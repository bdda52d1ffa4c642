//! Copyright (c) 2025, Kirky.X
//!
//! MIT License
//!
//! 该模块定义了基于Redis的缓存后端。

use super::CacheBackend;
use crate::config::CacheConfig;
use crate::error::{Result, SyncError};
use crate::utils::redact_connection_string;
use async_trait::async_trait;
use redis::{aio::ConnectionManager, AsyncCommands, Client};
use secrecy::ExposeSecret;
use std::future::Future;
use tokio::time::{timeout, Duration};
use tracing::{debug, info, instrument};

/// 每轮SCAN建议返回的键数量
const SCAN_COUNT: usize = 1000;

/// Redis缓存后端
///
/// 单机模式，`ConnectionManager` 负责断线重连；每条命令都受命令超时约束
#[derive(Clone)]
pub struct RedisBackend {
    manager: ConnectionManager,
    command_timeout_ms: u64,
}

impl std::fmt::Debug for RedisBackend {
    fn fmt(&self, f: &mut std::fmt::Formatter<'_>) -> std::fmt::Result {
        f.debug_struct("RedisBackend")
            .field("command_timeout_ms", &self.command_timeout_ms)
            .finish()
    }
}

impl RedisBackend {
    /// 建立Redis连接
    ///
    /// # 参数
    ///
    /// * `config` - 缓存配置
    ///
    /// # 返回值
    ///
    /// 返回新的RedisBackend实例或错误
    #[instrument(skip(config), level = "info", name = "init_redis_backend")]
    pub async fn connect(config: &CacheConfig) -> Result<Self> {
        let connection_string = config.connection_string.expose_secret();
        info!(
            "Connecting to Redis at {}",
            redact_connection_string(connection_string)
        );

        let client = Client::open(connection_string)?;
        let manager = match timeout(
            Duration::from_millis(config.connection_timeout_ms),
            client.get_connection_manager(),
        )
        .await
        {
            Ok(res) => res?,
            Err(_) => {
                return Err(SyncError::Cache(format!(
                    "Connection timed out after {}ms. Target: {}",
                    config.connection_timeout_ms,
                    redact_connection_string(connection_string)
                )));
            }
        };

        Ok(Self {
            manager,
            command_timeout_ms: config.command_timeout_ms,
        })
    }

    /// 获取命令超时时间（毫秒）
    pub fn command_timeout_ms(&self) -> u64 {
        self.command_timeout_ms
    }

    async fn run<T, F>(&self, op: &'static str, fut: F) -> Result<T>
    where
        F: Future<Output = redis::RedisResult<T>>,
    {
        match timeout(Duration::from_millis(self.command_timeout_ms), fut).await {
            Ok(res) => res.map_err(SyncError::from),
            Err(_) => Err(SyncError::Cache(format!(
                "{} timed out after {}ms",
                op, self.command_timeout_ms
            ))),
        }
    }
}

#[async_trait]
impl CacheBackend for RedisBackend {
    fn name(&self) -> &'static str {
        "redis"
    }

    #[instrument(skip(self), level = "debug")]
    async fn get_bytes(&self, key: &str) -> Result<Option<Vec<u8>>> {
        let mut conn = self.manager.clone();
        self.run("GET", async move { conn.get(key).await }).await
    }

    #[instrument(skip(self, keys), level = "debug", fields(key_count = keys.len()))]
    async fn mget_bytes(&self, keys: &[String]) -> Result<Vec<Option<Vec<u8>>>> {
        if keys.is_empty() {
            return Ok(Vec::new());
        }
        let mut conn = self.manager.clone();
        // 显式MGET：单键时也返回数组
        self.run("MGET", async move {
            redis::cmd("MGET").arg(keys).query_async(&mut conn).await
        })
        .await
    }

    #[instrument(skip(self, value), level = "debug", fields(value_len = value.len()))]
    async fn set_bytes(&self, key: &str, value: Vec<u8>) -> Result<()> {
        let mut conn = self.manager.clone();
        self.run("SET", async move {
            redis::cmd("SET")
                .arg(key)
                .arg(value)
                .query_async::<()>(&mut conn)
                .await
        })
        .await
    }

    #[instrument(skip(self), level = "debug")]
    async fn delete(&self, key: &str) -> Result<()> {
        debug!("Deleting key: {}", key);
        let mut conn = self.manager.clone();
        self.run("DEL", async move {
            redis::cmd("DEL").arg(key).query_async::<()>(&mut conn).await
        })
        .await
    }

    #[instrument(skip(self), level = "debug")]
    async fn scan_keys(&self, pattern: &str) -> Result<Vec<String>> {
        let mut keys = Vec::new();
        let mut cursor = 0u64;
        loop {
            let mut conn = self.manager.clone();
            let (next_cursor, batch): (u64, Vec<String>) = self
                .run("SCAN", async move {
                    redis::cmd("SCAN")
                        .arg(cursor)
                        .arg("MATCH")
                        .arg(pattern)
                        .arg("COUNT")
                        .arg(SCAN_COUNT)
                        .query_async(&mut conn)
                        .await
                })
                .await?;

            keys.extend(batch);
            cursor = next_cursor;
            if cursor == 0 {
                break;
            }
        }
        // SCAN 可能重复返回同一个键
        keys.sort_unstable();
        keys.dedup();
        debug!("SCAN {} matched {} keys", pattern, keys.len());
        Ok(keys)
    }

    #[instrument(skip(self), level = "debug")]
    async fn ping(&self) -> Result<()> {
        let mut conn = self.manager.clone();
        let response: String = self
            .run("PING", async move {
                redis::cmd("PING").query_async(&mut conn).await
            })
            .await?;
        debug!("Redis PING response: {}", response);
        Ok(())
    }
}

● **Your assignment**
Nothing should be omitted or altered. Retype the records exactly.

● **Written reply**
repository bdda52d1ffa4c642
//! Copyright (c) 2025, Kirky.X
//!
//! MIT License
//!
//! 该模块定义了基于Redis的缓存后端。

use super::CacheBackend;
use crate::config::CacheConfig;
use crate::error::{Result, SyncError};
use crate::utils::redact_connection_string;
use async_trait::async_trait;
use redis::{aio::ConnectionManager, AsyncCommands, Client};
use secrecy::ExposeSecret;
use std::future::Future;
use tokio::time::{timeout, Duration};
use tracing::{debug, info, instrument};

/// 每轮SCAN建议返回的键数量
const SCAN_COUNT: usize = 1000;

/// Redis缓存后端
///
/// 单机模式，`ConnectionManager` 负责断线重连；每条命令都受命令超时约束
#[derive(Clone)]
pub struct RedisBackend {
    manager: ConnectionManager,
    command_timeout_ms: u64,
}

impl std::fmt::Debug for RedisBackend {
    fn fmt(&self, f: &mut std::fmt::Formatter<'_>) -> std::fmt::Result {
        f.debug_struct("RedisBackend")
            .field("command_timeout_ms", &self.command_timeout_ms)
            .finish()
    }
}

impl RedisBackend {
    /// 建立Redis连接
    ///
    /// # 参数
    ///
    /// * `config` - 缓存配置
    ///
    /// # 返回值
    ///
    /// 返回新的RedisBackend实例或错误
    #[instrument(skip(config), level = "info", name = "init_redis_backend")]
    pub async fn connect(config: &CacheConfig) -> Result<Self> {
        let connection_string = config.connection_string.expose_secret();
        info!(
            "Connecting to Redis at {}",
            redact_connection_string(connection_string)
        );

        let client = Client::open(connection_string)?;
        let manager = match timeout(
            Duration::from_millis(config.connection_timeout_ms),
            client.get_connection_manager(),
        )
        .await
        {
            Ok(res) => res?,
            Err(_) => {
                return Err(SyncError::Cache(format!(
                    "Connection timed out after {}ms. Target: {}",
                    config.connection_timeout_ms,
                    redact_connection_string(connection_string)
                )));
            }
        };

        Ok(Self {
            manager,
            command_timeout_ms: config.command_timeout_ms,
        })
    }

    /// 获取命令超时时间（毫秒）
    pub fn command_timeout_ms(&self) -> u64 {
        self.command_timeout_ms
    }

    async fn run<T, F>(&self, op: &'static str, fut: F) -> Result<T>
    where
        F: Future<Output = redis::RedisResult<T>>,
    {
        match timeout(Duration::from_millis(self.command_timeout_ms), fut).await {
            Ok(res) => res.map_err(SyncError::from),
            Err(_) => Err(SyncError::Cache(format!(
                "{} timed out after {}ms",
                op, self.command_timeout_ms
            ))),
        }
    }
}

#[async_trait]
impl CacheBackend for RedisBackend {
    fn name(&self) -> &'static str {
        "redis"
    }

    #[instrument(skip(self), level = "debug")]
    async fn get_bytes(&self, key: &str) -> Result<Option<Vec<u8>>> {
        let mut conn = self.manager.clone();
        self.run("GET", async move { conn.get(key).await }).await
    }

    #[instrument(skip(self, keys), level = "debug", fields(key_count = keys.len()))]
    async fn mget_bytes(&self, keys: &[String]) -> Result<Vec<Option<Vec<u8>>>> {
        if keys.is_empty() {
            return Ok(Vec::new());
        }
        let mut conn = self.manager.clone();
        // 显式MGET：单键时也返回数组
        self.run("MGET", async move {
            redis::cmd("MGET").arg(keys).query_async(&mut conn).await
        })
        .await
    }

    #[instrument(skip(self, value), level = "debug", fields(value_len = value.len()))]
    async fn set_bytes(&self, key: &str, value: Vec<u8>) -> Result<()> {
        let mut conn = self.manager.clone();
        self.run("SET", async move {
            redis::cmd("SET")
                .arg(key)
                .arg(value)
                .query_async::<()>(&mut conn)
                .await
        })
        .await
    }

    #[instrument(skip(self), level = "debug")]
    async fn delete(&self, key: &str) -> Result<()> {
        debug!("Deleting key: {}", key);
        let mut conn = self.manager.clone();
        self.run("DEL", async move {
            redis::cmd("DEL").arg(key).query_async::<()>(&mut conn).await
        })
        .await
    }

    #[instrument(skip(self), level = "debug")]
    async fn scan_keys(&self, pattern: &str) -> Result<Vec<String>> {
        let mut keys = Vec::new();
        let mut cursor = 0u64;
        loop {
            let mut conn = self.manager.clone();
            let (next_cursor, batch): (u64, Vec<String>) = self
                .run("SCAN", async move {
                    redis::cmd("SCAN")
                        .arg(cursor)
                        .arg("MATCH")
                        .arg(pattern)
                        .arg("COUNT")
                        .arg(SCAN_COUNT)
                        .query_async(&mut conn)
                        .await
                })
                .await?;

            keys.extend(batch);
            cursor = next_cursor;
            if cursor == 0 {
                break;
            }
        }
        // SCAN 可能重复返回同一个键
        keys.sort_unstable();
        keys.dedup();
        debug!("SCAN {} matched {} keys", pattern, keys.len());
        Ok(keys)
    }

    #[instrument(skip(self), level = "debug")]
    async fn ping(&self) -> Result<()> {
        let mut conn = self.manager.clone();
        let response: String = self
            .run("PING", async move {
                redis::cmd("PING").query_async(&mut conn).await
            })
            .await?;
        debug!("Redis PING response: {}", response);
        Ok(())
    }
}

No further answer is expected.